Begin with the line in which "mod driver;" appears and end with the final line of the entries. Retype each one exactly and add nothing.
START Raw data
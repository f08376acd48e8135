//! Clinprobe: end-to-end smoke workflow for a clinical-data web application.
//!
//! One browser session signs in, registers a test patient with exam and
//! record uploads, waits for the backend to process them, reads the
//! resulting counters, checks the overview widgets and deletes the patient
//! through the REST API.
//!
//! # Architecture
//!
//! ```text
//! ┌──────────────────────────────────────────────────────────────┐
//! │  Workflow (policy table: continue / abort / retry)           │
//! ├──────────────────────────────────────────────────────────────┤
//! │  ProcessingMonitor ──► await_text_gone      extract / panels │
//! │          │                   │                    │          │
//! │          └──── Actions (fill, click, read, attach) ┘         │
//! │                        │                                     │
//! │                 locate (WaitPolicy)                          │
//! ├──────────────────────────────────────────────────────────────┤
//! │  PageDriver: CdpDriver (chromiumoxide) │ MockPage (tests)    │
//! └──────────────────────────────────────────────────────────────┘
//! ```
//!
//! The backend never reports completion directly. Every processing stage is
//! detected by watching transient status text until it is gone.

#![warn(missing_docs)]

mod actions;
mod browser;
mod config;
mod deletion;
pub mod dom_scripts;
mod driver;
mod extract;
mod locator;
mod lock;
mod logging;
mod panels;
mod patient;
mod poller;
mod result;
mod stages;
mod wait;
pub mod workflow;

pub use actions::{list_files, Actions, DEFAULT_SETTLE_MS};
pub use browser::BrowserConfig;
#[cfg(feature = "browser")]
pub use browser::CdpDriver;
pub use config::{
    load_env_file, ProbeConfig, StartupConfig, DEFAULT_APP_URL, DEFAULT_EXAMS_DIR,
    DEFAULT_LOCK_FILE, DEFAULT_LOG_FILE, DEFAULT_RECORDS_DIR,
};
pub use deletion::{DeletionClient, API_KEY_HEADER};
pub use driver::{ClickEffect, ElementHandle, MockPage, PageDriver};
pub use extract::{
    extract_metrics, parse_count, read_chip, ChipReading, ExtractedMetrics, MetricField, LABELS,
};
pub use locator::{locate, locate_all, locate_within, LocatorKind, LocatorSpec, Readiness};
pub use lock::InstanceLock;
pub use logging::{init_logging, AppendFile, Tag, TagFormatter, TagStyle};
pub use panels::{
    check_widgets, expand_all_panels, find_empty_states, match_empty_states, PanelReport,
    WidgetReport, EMPTY_STATE_LIBRARY,
};
pub use patient::{patient_id_from_url, PatientRecord};
pub use poller::await_text_gone;
pub use result::{ProbeError, ProbeResult};
pub use stages::{check_stage, ProcessingMonitor, StageCheck, StageKind, StageSpec, StageState};
pub use wait::{
    PollOutcome, PollReport, WaitPolicy, DEFAULT_LOCATOR_POLL_MS, DEFAULT_LOCATOR_TIMEOUT_MS,
    DEFAULT_STAGE_TIMEOUT_MS, DEFAULT_TEXT_POLL_MS,
};
pub use workflow::{
    ActionKind, ActionOutcome, ActionOutput, ActionReport, ExamSummary, FailurePolicy,
    PolicyTable, RunReport, Verdict, Workflow, WorkflowTiming,
};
END Raw data
## Answer section
mod driver;
mod extract;
mod locator;
mod lock;
mod logging;
mod panels;
mod patient;
mod poller;
mod result;
mod stages;
mod wait;
pub mod workflow;

pub use actions::{list_files, Actions, DEFAULT_SETTLE_MS};
pub use browser::BrowserConfig;
#[cfg(feature = "browser")]
pub use browser::CdpDriver;
pub use config::{
    load_env_file, ProbeConfig, StartupConfig, DEFAULT_APP_URL, DEFAULT_EXAMS_DIR,
    DEFAULT_LOCK_FILE, DEFAULT_LOG_FILE, DEFAULT_RECORDS_DIR,
};
pub use deletion::{DeletionClient, API_KEY_HEADER};
pub use driver::{ClickEffect, ElementHandle, MockPage, PageDriver};
pub use extract::{
    extract_metrics, parse_count, read_chip, ChipReading, ExtractedMetrics, MetricField, LABELS,
};
pub use locator::{locate, locate_all, locate_within, LocatorKind, LocatorSpec, Readiness};
pub use lock::InstanceLock;
pub use logging::{init_logging, AppendFile, Tag, TagFormatter, TagStyle};
pub use panels::{
    check_widgets, expand_all_panels, find_empty_states, match_empty_states, PanelReport,
    WidgetReport, EMPTY_STATE_LIBRARY,
};
pub use patient::{patient_id_from_url, PatientRecord};
pub use poller::await_text_gone;
pub use result::{ProbeError, ProbeResult};
pub use stages::{check_stage, ProcessingMonitor, StageCheck, StageKind, StageSpec, StageState};
pub use wait::{
    PollOutcome, PollReport, WaitPolicy, DEFAULT_LOCATOR_POLL_MS, DEFAULT_LOCATOR_TIMEOUT_MS,
    DEFAULT_STAGE_TIMEOUT_MS, DEFAULT_TEXT_POLL_MS,
};
pub use workflow::{
    ActionKind, ActionOutcome, ActionOutput, ActionReport, ExamSummary, FailurePolicy,
    PolicyTable, RunReport, Verdict, Workflow, WorkflowTiming,
};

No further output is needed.